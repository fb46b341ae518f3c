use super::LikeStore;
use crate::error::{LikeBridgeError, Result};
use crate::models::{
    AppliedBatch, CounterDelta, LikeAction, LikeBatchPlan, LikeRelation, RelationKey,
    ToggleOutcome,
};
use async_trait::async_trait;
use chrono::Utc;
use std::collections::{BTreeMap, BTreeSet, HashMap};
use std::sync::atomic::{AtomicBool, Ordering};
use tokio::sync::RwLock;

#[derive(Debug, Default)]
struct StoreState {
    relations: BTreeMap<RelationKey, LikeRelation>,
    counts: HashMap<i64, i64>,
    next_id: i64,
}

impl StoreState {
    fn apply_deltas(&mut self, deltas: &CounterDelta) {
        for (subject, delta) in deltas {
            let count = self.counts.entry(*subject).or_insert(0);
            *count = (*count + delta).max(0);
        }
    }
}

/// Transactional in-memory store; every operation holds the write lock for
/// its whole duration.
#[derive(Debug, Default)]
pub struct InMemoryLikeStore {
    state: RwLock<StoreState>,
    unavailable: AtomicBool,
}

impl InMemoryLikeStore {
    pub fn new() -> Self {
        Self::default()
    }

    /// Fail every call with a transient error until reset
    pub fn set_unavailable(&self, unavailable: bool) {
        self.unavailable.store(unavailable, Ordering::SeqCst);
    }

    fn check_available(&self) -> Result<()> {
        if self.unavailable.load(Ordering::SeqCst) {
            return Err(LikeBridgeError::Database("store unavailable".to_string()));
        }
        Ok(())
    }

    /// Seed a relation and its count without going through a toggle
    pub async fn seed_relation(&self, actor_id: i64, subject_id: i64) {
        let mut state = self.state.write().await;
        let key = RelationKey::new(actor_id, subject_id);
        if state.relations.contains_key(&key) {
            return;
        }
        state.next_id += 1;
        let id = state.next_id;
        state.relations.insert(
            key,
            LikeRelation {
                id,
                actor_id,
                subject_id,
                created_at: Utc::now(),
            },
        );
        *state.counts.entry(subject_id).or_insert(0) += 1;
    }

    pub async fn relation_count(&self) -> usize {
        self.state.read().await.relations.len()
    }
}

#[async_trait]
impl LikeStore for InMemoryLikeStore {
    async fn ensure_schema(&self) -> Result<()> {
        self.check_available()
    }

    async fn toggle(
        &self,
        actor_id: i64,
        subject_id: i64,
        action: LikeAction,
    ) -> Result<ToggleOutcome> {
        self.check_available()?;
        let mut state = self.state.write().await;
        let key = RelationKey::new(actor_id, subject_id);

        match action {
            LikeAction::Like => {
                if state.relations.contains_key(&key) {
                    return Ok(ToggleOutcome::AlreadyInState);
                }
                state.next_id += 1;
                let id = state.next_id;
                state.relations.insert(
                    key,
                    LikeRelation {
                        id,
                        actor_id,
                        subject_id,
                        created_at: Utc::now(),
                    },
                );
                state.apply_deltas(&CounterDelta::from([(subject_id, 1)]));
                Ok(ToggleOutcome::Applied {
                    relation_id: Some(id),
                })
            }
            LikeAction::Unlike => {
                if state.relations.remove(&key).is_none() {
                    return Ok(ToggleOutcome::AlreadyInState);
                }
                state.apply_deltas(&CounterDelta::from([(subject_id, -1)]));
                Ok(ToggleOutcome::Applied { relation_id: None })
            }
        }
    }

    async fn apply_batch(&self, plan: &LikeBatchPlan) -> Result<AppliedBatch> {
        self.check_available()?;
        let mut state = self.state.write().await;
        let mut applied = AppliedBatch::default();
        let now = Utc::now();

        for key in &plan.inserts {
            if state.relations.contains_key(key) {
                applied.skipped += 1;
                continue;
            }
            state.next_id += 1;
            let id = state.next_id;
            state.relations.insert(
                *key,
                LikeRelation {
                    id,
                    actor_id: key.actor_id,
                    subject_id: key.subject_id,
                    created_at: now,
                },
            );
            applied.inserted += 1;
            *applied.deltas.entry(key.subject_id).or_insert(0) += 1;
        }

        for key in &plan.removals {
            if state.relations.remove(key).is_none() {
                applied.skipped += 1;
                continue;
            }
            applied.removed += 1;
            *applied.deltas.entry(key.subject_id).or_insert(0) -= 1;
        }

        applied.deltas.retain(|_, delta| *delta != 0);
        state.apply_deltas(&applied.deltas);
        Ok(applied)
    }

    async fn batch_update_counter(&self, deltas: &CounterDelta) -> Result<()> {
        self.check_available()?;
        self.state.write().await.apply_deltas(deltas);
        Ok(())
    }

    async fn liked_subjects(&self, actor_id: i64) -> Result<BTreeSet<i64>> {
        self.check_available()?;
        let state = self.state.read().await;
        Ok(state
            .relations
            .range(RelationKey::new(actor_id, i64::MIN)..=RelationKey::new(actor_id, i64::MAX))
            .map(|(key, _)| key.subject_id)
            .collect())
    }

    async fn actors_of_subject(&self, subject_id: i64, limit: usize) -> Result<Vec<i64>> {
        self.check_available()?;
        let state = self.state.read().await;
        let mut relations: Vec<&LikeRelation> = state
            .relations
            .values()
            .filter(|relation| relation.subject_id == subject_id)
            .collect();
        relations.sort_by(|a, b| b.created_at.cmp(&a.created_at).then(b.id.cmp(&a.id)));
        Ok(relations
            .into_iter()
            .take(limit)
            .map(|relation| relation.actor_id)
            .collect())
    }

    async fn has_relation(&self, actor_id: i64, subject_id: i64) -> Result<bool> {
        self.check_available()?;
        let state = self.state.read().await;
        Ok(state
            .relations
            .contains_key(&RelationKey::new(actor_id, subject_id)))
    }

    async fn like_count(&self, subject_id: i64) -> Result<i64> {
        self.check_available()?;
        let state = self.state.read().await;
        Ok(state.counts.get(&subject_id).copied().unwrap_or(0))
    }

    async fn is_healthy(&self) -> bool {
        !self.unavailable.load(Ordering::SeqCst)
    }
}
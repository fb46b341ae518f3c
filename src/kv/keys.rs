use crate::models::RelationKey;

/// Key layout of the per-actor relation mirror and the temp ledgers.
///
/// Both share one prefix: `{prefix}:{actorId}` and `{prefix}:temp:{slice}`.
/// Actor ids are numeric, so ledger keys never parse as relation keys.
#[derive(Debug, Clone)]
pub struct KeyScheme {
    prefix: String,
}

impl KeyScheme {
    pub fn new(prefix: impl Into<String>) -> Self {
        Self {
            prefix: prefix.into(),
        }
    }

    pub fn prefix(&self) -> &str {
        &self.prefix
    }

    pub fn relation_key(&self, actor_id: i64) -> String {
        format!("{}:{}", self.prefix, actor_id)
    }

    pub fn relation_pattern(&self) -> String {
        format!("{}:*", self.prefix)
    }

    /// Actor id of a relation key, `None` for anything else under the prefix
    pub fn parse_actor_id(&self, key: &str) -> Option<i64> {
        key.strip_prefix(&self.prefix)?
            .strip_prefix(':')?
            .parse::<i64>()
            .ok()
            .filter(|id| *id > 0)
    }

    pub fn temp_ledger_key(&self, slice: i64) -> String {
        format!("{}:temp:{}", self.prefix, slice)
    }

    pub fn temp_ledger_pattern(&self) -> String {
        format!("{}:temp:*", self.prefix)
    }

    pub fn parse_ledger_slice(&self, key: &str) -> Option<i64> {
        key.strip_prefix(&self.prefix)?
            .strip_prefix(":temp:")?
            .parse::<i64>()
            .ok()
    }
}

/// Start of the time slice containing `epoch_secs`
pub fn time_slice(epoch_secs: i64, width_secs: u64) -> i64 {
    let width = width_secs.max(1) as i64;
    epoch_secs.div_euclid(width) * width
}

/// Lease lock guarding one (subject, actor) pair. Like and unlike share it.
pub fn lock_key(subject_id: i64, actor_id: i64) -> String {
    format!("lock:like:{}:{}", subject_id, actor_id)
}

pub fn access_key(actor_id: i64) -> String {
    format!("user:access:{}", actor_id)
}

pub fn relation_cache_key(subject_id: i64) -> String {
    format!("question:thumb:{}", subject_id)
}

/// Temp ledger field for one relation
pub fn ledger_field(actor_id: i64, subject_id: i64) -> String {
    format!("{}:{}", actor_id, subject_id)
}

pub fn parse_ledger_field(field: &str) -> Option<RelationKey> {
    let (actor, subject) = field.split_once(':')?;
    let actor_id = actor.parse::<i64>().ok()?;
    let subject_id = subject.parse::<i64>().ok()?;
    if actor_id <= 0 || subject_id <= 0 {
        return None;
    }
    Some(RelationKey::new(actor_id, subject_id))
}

...

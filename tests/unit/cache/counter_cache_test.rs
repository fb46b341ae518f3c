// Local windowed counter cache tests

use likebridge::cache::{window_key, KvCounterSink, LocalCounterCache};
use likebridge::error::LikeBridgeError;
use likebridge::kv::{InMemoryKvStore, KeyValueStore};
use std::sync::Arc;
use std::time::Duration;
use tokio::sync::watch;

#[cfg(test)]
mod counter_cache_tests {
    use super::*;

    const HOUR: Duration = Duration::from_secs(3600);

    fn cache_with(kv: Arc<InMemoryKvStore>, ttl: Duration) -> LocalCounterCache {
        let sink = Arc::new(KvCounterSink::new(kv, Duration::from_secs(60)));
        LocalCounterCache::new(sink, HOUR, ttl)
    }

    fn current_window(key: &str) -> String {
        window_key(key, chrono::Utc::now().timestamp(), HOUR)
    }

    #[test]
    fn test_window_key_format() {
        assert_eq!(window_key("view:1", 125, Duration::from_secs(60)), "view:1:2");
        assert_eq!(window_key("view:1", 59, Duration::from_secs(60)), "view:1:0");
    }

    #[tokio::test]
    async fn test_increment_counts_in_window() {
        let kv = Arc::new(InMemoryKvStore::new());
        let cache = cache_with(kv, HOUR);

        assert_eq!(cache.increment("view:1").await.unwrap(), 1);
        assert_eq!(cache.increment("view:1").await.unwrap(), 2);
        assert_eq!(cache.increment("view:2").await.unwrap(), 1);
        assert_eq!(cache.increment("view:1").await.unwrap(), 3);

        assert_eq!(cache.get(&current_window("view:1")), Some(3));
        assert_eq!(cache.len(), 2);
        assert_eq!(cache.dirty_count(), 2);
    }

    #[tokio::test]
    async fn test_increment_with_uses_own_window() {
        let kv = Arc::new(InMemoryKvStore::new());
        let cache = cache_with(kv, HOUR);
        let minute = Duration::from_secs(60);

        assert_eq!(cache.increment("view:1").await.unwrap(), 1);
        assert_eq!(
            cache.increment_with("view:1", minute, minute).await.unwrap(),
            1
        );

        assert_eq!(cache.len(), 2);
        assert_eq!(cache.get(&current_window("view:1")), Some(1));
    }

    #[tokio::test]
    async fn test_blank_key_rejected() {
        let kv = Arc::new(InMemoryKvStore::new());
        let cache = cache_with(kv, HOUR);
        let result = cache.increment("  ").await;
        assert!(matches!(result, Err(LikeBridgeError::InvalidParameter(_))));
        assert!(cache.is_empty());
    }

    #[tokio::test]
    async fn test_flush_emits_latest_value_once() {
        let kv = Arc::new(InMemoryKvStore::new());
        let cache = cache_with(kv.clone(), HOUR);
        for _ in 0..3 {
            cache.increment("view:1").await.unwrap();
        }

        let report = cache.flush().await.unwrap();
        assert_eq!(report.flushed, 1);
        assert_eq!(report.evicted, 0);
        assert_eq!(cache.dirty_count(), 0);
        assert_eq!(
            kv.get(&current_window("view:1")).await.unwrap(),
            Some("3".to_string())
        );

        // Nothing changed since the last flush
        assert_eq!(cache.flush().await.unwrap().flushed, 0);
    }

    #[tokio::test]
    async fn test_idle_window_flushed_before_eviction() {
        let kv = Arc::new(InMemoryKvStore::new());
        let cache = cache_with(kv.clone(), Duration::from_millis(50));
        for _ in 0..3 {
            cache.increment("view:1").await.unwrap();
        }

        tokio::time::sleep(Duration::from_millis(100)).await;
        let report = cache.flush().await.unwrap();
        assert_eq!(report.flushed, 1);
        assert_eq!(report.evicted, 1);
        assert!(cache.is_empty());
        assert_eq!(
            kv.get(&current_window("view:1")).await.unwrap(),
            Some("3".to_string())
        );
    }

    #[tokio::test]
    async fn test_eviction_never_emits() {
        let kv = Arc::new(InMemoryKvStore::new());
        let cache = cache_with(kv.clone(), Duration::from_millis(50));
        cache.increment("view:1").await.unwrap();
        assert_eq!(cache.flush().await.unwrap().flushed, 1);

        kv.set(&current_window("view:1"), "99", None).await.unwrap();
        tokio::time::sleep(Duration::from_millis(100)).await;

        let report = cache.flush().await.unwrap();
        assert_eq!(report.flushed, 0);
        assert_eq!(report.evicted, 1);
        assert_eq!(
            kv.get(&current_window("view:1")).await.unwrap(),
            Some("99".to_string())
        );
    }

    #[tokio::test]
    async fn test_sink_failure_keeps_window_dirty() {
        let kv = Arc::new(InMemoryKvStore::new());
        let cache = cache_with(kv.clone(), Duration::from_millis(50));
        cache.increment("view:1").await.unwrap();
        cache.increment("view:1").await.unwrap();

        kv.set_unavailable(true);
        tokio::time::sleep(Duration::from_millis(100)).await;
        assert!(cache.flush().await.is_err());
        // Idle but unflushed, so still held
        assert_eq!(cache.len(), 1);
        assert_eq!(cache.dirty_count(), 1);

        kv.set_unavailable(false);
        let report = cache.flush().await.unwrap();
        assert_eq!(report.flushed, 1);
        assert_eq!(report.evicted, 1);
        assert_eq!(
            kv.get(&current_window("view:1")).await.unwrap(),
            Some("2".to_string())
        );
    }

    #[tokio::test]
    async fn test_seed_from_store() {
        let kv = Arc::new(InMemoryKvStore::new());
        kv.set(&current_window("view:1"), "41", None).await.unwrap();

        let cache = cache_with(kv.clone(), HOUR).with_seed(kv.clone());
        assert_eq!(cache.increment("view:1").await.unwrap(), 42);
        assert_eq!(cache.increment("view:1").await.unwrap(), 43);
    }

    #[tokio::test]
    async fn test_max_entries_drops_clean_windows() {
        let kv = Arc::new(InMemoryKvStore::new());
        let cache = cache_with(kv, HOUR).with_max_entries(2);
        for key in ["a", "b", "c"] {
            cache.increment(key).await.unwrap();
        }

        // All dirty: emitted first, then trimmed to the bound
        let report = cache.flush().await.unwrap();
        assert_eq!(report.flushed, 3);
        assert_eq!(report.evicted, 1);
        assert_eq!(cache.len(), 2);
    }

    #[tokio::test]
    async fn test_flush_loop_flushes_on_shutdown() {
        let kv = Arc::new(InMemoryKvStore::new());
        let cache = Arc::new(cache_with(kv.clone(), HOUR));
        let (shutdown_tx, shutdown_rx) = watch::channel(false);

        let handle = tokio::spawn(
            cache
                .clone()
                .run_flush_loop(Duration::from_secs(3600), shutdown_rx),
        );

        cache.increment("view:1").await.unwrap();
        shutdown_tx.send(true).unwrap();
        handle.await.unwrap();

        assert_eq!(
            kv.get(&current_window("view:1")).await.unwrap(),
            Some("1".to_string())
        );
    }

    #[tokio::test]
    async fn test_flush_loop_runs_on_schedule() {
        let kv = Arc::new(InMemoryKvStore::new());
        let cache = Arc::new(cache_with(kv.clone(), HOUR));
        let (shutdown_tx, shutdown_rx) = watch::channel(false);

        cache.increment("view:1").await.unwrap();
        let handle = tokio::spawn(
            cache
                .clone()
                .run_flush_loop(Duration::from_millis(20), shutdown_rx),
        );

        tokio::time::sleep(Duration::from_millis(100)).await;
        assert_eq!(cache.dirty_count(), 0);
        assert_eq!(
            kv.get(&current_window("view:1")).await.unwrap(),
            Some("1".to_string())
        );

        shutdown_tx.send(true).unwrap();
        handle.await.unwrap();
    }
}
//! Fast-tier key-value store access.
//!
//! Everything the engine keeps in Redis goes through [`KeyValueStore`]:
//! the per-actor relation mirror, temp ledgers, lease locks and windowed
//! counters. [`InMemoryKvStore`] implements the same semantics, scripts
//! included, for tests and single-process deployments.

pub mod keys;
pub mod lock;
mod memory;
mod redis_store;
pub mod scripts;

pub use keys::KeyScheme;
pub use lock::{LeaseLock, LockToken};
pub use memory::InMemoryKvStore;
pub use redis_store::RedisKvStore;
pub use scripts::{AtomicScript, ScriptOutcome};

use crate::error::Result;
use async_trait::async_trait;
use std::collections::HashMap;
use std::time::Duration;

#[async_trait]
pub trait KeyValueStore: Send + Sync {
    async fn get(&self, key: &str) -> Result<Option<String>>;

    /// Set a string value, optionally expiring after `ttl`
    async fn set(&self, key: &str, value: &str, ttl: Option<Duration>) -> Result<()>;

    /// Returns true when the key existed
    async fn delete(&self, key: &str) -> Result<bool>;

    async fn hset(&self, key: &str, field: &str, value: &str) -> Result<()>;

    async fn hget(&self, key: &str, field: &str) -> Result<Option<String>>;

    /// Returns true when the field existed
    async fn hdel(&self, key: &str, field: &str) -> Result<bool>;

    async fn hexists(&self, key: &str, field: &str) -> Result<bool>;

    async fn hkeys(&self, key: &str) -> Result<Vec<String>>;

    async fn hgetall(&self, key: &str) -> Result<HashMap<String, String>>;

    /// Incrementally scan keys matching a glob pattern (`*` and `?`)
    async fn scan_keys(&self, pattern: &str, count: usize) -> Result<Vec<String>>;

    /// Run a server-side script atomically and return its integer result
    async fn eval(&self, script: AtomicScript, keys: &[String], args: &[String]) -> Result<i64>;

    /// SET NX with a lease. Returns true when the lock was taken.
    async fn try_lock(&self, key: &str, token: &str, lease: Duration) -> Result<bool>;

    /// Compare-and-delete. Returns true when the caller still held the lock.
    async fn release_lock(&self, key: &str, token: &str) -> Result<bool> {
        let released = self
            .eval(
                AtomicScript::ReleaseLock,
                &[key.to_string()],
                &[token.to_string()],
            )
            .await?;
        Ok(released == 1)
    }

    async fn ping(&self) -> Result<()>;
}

Exercise aim → Where the material contains a line with "LikeBridgeError", return that line.

Answer to the exercise →
use crate::error::{LikeBridgeError, Result};
            return Err(LikeBridgeError::Database("store unavailable".to_string()));
use likebridge::error::LikeBridgeError;
        assert!(matches!(result, Err(LikeBridgeError::InvalidParameter(_))));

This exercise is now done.